FIG. 1 is a static load calibration apparatus including a static load calibration method for a high-speed tensile tester according to the present invention.

FIG. 2 is a static load calibration device for the output rod of the high-speed tensile tester of Conventional Example 1.

FIG. 3 is a static load calibration load of an output rod of a high-speed tensile tester of Conventional Example 2.

[Explanation of symbols]

 1 output rod (elastic rod) 2 semiconductor strain gauge (strain gauge) 3 load device 4 load cell 5 dead weight 6 output rod fixing device 7 motor 8 link mechanism 9 dead weight 10 force point 11 fulcrum point 12 action point 13 arm 14 link

Claims (3)

[Claims] 1. A strain gauge output of an elastic rod instrumented with a strain gauge having a function of a load cell for measuring a dynamic load of a high-speed tensile tester and a tensile load acting on the elastic rod.
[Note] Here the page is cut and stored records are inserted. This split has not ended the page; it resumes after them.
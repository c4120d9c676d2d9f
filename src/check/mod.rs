//! The health-check core: partition location, offset sampling, staleness
//! probing, per-partition verdicts and the aggregated report.
//!
//! Everything in this module is created fresh for a single pass and
//! discarded afterwards; the only state that persists between invocations
//! is whatever the broker itself retains.

/// Committed-offset and high-watermark sampling per partition.
pub mod offsets;
/// Partition identity and metadata-based partition location.
pub mod partitions;
/// The aggregated report consumed by the CLI boundary.
pub mod report;
/// Time-indexed activity probing per partition.
pub mod staleness;
/// The pure per-partition classification rules.
pub mod verdict;

pub use offsets::{OffsetSampler, PartitionOffsetSnapshot};
pub use partitions::{PartitionLocator, TopicPartition};
pub use report::{aggregate, HealthReport, OverallHealth, PartitionHealth};
pub use staleness::{StalenessProbe, StalenessSample};
pub use verdict::{evaluate, PartitionVerdict};

use crate::client::LagwatchClient;
use crate::config::{CheckConfig, HealthThresholds};
use crate::error::Result;
use futures::stream::{self, StreamExt};
use tokio::task::spawn_blocking;
use tokio::time::timeout_at;
use tracing::{error, info, warn};

/// Drives one health-check pass over a consumer group.
///
/// Control flow: locator resolves the partition set, then every partition
/// is sampled and probed concurrently (bounded by
/// [`CheckConfig::max_in_flight`]), each query under its own timeout and
/// the whole pass under a global deadline. Partition-local failures degrade
/// only that partition's verdict to `Unknown`; the aggregator waits for the
/// full set before folding, so one slow partition cannot erase the signal
/// from the others.
pub struct HealthCheck {
    client: LagwatchClient,
    topics: Vec<String>,
    thresholds: HealthThresholds,
    config: CheckConfig,
}

impl HealthCheck {
    /// Builds a pass runner. Thresholds and tuning are validated here, once,
    /// so invalid values surface at startup rather than mid-pass.
    pub fn new(
        client: LagwatchClient,
        topics: Vec<String>,
        thresholds: HealthThresholds,
        config: CheckConfig,
    ) -> Result<Self> {
        thresholds.validate()?;
        config.validate()?;
        Ok(Self {
            client,
            topics,
            thresholds,
            config,
        })
    }

    /// Runs one pass at the given wall-clock time (unix milliseconds,
    /// injected for testability) and returns the report.
    ///
    /// Fails only on locator-level errors; every per-partition failure is
    /// absorbed into that partition's `Unknown` verdict.
    pub async fn run(&self, now_ms: i64) -> Result<HealthReport> {
        let locator = PartitionLocator::new(&self.client, self.config.metadata_timeout);
        let topics = self.topics.clone();
        let partitions = spawn_blocking(move || locator.locate(&topics)).await??;
        info!(partitions = partitions.len(), "resolved partition set");

        let lookback_ms = self.thresholds.max_allowed_delay_ms;
        let query_timeout = self.config.query_timeout;
        let deadline = tokio::time::Instant::now() + self.config.deadline_for(partitions.len());

        let entries: Vec<PartitionHealth> = stream::iter(partitions)
            .map(|tp| {
                let sampler = OffsetSampler::new(&self.client, query_timeout);
                let probe = StalenessProbe::new(&self.client, query_timeout);
                let thresholds = self.thresholds;
                async move {
                    let task_tp = tp.clone();
                    let joined = timeout_at(
                        deadline,
                        spawn_blocking(move || {
                            let snapshot = sampler.sample(&task_tp);
                            let staleness = probe.probe(&task_tp, lookback_ms, now_ms);
                            (snapshot, staleness)
                        }),
                    )
                    .await;

                    let (snapshot, staleness) = match joined {
                        Ok(Ok((snapshot, staleness))) => {
                            (ok_or_warn(&tp, snapshot), ok_or_warn(&tp, staleness))
                        }
                        Ok(Err(join_error)) => {
                            warn!(partition = %tp, error = %join_error, "partition query task failed");
                            (None, None)
                        }
                        Err(_elapsed) => {
                            warn!(partition = %tp, "partition query cancelled by overall deadline");
                            (None, None)
                        }
                    };

                    let verdict = evaluate(snapshot.as_ref(), staleness.as_ref(), &thresholds);
                    info!(
                        topic = %tp.topic,
                        partition = tp.partition,
                        committed = ?snapshot.as_ref().and_then(|s| s.committed),
                        high_watermark = ?snapshot.as_ref().map(|s| s.high_watermark),
                        lag = ?snapshot.as_ref().and_then(PartitionOffsetSnapshot::lag),
                        verdict = %verdict,
                        "partition checked"
                    );
                    PartitionHealth::from_snapshot(tp, snapshot.as_ref(), verdict)
                }
            })
            .buffered(self.config.max_in_flight)
            .collect()
            .await;

        let report = aggregate(entries);
        match report.overall {
            OverallHealth::Healthy => info!(overall = %report.overall, "consumer group healthy"),
            OverallHealth::Indeterminate => {
                warn!(overall = %report.overall, "health could not be fully assessed")
            }
            OverallHealth::Unhealthy => error!(overall = %report.overall, "consumer group unhealthy"),
        }
        Ok(report)
    }
}

/// Absorbs a partition-local query failure into `None`, logging it once.
fn ok_or_warn<T>(partition: &TopicPartition, result: Result<T>) -> Option<T> {
    match result {
        Ok(value) => Some(value),
        Err(e) => {
            warn!(partition = %partition, error = %e, "partition query failed, verdict degrades to unknown");
            None
        }
    }
}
In the static load calibration method, the tensile load on the elastic rod is amplified by the link mechanism using this principle by weighting the dead weight, and it acts as the tensile force of the elastic rod. The fixed end position of the elastic rod is displaced by the amount of extension of the elastic rod in the direction opposite to the pulling direction of the elastic rod by the dead weight so that the resulting moment change of the link mechanism does not occur.
A static load calibration method for an strike test machine, which is characterized by measuring a relationship between a strain gauge output adhered to an elastic rod and a tensile load acting on the output rod by a dead weight. 2. A static load calibrating device for an strike test machine, which comprises the static load calibrating method for an strike test machine according to claim 1. 3. The static load calibrating device for the strike test machine according to claim 2, wherein the dead weight load is set so as to set a plurality of load amplification factors when transmitting the dead weight weight as a tensile force to the elastic rod. Static load calibration device for the strike test machine with various positions of the force points directly applied.